DATASET:
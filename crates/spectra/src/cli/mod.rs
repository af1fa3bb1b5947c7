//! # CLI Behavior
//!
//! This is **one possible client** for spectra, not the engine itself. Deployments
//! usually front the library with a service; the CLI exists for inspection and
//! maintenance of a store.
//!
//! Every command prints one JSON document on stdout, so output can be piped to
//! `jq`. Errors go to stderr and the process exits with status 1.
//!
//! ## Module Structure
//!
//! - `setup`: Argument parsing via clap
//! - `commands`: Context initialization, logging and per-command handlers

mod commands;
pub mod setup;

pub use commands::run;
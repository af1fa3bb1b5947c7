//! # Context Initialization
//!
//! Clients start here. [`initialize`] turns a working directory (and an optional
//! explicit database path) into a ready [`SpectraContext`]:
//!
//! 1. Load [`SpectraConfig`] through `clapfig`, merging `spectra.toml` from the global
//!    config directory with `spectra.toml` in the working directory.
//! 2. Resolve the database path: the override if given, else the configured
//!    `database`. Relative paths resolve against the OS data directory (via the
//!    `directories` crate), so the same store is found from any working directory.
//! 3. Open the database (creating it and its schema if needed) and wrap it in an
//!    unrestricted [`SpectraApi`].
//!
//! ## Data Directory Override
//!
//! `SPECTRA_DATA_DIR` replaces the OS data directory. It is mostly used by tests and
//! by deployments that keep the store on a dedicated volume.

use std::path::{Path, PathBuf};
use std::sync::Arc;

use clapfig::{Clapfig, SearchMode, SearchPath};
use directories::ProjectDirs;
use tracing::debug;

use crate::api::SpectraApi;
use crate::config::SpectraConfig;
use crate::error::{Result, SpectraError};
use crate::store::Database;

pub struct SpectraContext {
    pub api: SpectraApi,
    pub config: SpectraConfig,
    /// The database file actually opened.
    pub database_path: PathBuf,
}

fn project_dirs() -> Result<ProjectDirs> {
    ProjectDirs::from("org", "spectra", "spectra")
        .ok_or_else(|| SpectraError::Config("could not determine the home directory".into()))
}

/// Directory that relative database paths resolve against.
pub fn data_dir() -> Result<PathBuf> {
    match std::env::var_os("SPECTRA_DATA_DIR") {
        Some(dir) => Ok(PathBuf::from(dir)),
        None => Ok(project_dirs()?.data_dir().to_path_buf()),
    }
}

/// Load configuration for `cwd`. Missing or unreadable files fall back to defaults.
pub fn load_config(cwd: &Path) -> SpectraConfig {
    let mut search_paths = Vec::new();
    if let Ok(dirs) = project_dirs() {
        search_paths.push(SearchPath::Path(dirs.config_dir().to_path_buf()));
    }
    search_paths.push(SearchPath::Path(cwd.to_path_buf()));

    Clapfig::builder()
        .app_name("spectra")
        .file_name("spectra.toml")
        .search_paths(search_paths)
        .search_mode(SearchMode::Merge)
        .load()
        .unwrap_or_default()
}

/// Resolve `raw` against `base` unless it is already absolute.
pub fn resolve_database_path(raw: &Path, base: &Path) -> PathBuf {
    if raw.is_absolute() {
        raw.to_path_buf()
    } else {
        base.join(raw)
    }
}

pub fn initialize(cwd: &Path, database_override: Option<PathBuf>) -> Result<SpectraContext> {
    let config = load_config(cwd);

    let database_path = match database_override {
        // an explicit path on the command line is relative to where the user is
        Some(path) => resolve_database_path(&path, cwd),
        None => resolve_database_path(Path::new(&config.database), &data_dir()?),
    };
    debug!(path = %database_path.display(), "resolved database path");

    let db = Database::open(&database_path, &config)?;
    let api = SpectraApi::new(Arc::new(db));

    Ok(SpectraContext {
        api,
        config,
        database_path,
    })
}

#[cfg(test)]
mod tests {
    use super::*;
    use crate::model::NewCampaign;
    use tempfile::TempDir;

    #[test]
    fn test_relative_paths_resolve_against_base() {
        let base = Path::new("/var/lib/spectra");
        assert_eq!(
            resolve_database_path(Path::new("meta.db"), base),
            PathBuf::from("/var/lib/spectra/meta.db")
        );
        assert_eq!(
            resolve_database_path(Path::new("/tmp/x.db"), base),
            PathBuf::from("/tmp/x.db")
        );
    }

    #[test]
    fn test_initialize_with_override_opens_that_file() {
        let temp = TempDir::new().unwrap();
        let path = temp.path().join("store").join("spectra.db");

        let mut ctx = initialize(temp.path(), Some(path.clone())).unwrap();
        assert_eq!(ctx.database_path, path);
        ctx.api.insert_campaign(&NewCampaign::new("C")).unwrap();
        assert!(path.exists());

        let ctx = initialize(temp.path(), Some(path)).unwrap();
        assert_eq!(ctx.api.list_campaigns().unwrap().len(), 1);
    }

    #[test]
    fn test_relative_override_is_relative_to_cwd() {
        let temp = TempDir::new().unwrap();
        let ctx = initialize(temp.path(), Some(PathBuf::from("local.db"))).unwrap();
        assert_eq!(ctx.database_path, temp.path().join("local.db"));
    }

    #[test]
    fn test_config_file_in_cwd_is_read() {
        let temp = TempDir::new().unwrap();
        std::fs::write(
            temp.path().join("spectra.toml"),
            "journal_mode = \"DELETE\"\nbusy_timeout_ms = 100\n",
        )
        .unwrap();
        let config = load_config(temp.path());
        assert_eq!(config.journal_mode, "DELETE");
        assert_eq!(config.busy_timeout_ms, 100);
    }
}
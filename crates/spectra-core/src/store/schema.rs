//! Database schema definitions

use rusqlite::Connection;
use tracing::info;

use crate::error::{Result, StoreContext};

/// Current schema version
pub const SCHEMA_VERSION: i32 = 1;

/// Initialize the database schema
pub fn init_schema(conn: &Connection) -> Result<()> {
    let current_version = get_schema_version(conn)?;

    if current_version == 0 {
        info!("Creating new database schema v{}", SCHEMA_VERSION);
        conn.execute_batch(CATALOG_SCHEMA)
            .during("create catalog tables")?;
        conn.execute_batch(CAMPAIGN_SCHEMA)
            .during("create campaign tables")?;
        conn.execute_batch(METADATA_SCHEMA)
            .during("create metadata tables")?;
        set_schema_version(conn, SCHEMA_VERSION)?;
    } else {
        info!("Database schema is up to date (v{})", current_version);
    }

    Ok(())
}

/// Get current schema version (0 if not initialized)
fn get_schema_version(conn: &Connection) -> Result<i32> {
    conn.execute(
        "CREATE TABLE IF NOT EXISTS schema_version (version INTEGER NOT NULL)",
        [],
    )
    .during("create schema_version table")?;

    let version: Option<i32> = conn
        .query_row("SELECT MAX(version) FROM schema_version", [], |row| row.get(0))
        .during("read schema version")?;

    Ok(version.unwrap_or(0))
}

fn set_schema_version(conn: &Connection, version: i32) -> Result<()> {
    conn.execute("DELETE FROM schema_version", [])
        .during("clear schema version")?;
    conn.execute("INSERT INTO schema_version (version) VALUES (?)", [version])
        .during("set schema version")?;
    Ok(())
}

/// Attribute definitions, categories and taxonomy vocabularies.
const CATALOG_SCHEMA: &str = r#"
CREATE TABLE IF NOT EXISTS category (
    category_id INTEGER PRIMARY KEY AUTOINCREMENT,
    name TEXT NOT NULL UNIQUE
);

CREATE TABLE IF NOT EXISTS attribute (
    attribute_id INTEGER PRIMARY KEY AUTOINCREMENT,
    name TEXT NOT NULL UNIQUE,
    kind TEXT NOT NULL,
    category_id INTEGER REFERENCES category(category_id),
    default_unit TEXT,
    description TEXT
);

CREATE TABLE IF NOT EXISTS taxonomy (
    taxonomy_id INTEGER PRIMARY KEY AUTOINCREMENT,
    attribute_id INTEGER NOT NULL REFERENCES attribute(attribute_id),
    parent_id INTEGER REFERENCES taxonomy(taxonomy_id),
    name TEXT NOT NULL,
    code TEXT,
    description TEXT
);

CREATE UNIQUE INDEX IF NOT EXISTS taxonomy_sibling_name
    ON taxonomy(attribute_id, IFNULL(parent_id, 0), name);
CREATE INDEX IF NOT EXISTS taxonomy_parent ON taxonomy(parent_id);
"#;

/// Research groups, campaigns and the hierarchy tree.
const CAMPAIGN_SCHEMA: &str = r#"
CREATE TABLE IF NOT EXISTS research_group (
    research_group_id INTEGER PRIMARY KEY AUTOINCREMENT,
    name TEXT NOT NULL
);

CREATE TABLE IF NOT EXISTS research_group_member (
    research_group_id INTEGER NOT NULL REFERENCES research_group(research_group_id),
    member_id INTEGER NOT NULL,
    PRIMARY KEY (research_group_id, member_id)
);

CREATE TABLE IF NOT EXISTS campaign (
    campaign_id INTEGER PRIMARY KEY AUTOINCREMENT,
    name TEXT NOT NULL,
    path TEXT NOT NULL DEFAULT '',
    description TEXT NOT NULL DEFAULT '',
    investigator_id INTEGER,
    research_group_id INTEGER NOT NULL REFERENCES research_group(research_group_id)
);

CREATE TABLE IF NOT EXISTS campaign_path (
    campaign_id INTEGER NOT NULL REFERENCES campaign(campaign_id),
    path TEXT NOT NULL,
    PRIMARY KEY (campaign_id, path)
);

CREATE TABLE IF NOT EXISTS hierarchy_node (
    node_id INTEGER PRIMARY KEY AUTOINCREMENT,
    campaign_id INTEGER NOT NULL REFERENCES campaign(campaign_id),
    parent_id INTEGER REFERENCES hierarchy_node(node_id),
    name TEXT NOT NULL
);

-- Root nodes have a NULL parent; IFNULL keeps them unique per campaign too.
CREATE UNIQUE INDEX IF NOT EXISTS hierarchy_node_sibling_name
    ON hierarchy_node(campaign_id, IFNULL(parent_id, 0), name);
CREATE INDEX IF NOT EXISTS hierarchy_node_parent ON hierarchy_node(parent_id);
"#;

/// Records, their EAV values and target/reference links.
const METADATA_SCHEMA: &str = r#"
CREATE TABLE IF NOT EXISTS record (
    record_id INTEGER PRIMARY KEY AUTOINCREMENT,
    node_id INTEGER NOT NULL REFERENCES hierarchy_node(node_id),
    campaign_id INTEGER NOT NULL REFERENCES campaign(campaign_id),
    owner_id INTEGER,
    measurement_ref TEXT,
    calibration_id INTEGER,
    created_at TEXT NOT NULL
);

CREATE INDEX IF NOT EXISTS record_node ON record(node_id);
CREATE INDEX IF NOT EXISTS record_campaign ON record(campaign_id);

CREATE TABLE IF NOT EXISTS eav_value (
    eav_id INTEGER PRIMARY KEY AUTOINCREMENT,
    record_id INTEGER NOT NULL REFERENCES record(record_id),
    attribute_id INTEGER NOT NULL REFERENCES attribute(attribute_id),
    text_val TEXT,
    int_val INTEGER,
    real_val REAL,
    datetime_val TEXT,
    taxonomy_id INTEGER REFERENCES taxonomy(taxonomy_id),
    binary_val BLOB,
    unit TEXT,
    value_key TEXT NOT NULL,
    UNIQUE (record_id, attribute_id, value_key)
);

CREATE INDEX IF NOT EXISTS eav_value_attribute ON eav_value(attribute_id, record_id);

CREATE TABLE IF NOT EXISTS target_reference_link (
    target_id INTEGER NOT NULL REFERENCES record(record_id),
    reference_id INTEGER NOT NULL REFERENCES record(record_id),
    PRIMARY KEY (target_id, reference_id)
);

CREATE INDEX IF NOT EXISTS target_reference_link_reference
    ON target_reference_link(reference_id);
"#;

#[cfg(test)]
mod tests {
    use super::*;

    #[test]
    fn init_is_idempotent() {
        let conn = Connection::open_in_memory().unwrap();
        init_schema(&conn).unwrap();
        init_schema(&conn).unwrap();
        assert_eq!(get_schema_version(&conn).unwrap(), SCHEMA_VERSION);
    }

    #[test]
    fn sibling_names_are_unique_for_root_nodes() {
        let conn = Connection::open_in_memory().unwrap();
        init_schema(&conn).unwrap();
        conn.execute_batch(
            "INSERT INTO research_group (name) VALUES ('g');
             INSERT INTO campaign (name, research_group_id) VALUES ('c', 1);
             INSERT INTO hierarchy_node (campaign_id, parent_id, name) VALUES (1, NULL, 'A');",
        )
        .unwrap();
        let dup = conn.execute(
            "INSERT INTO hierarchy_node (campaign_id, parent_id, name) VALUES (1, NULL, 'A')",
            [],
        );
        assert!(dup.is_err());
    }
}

WORK TASK: Only the lines from the one containing "CREATE TABLE IF NOT EXISTS eav_value" through the one containing "CREATE INDEX IF NOT EXISTS eav_value_attribute" are to be retyped, both boundary lines included, with no other material.

TASK SOLUTION:
CREATE TABLE IF NOT EXISTS eav_value (
    eav_id INTEGER PRIMARY KEY AUTOINCREMENT,
    record_id INTEGER NOT NULL REFERENCES record(record_id),
    attribute_id INTEGER NOT NULL REFERENCES attribute(attribute_id),
    text_val TEXT,
    int_val INTEGER,
    real_val REAL,
    datetime_val TEXT,
    taxonomy_id INTEGER REFERENCES taxonomy(taxonomy_id),
    binary_val BLOB,
    unit TEXT,
    value_key TEXT NOT NULL,
    UNIQUE (record_id, attribute_id, value_key)
);

CREATE INDEX IF NOT EXISTS eav_value_attribute ON eav_value(attribute_id, record_id);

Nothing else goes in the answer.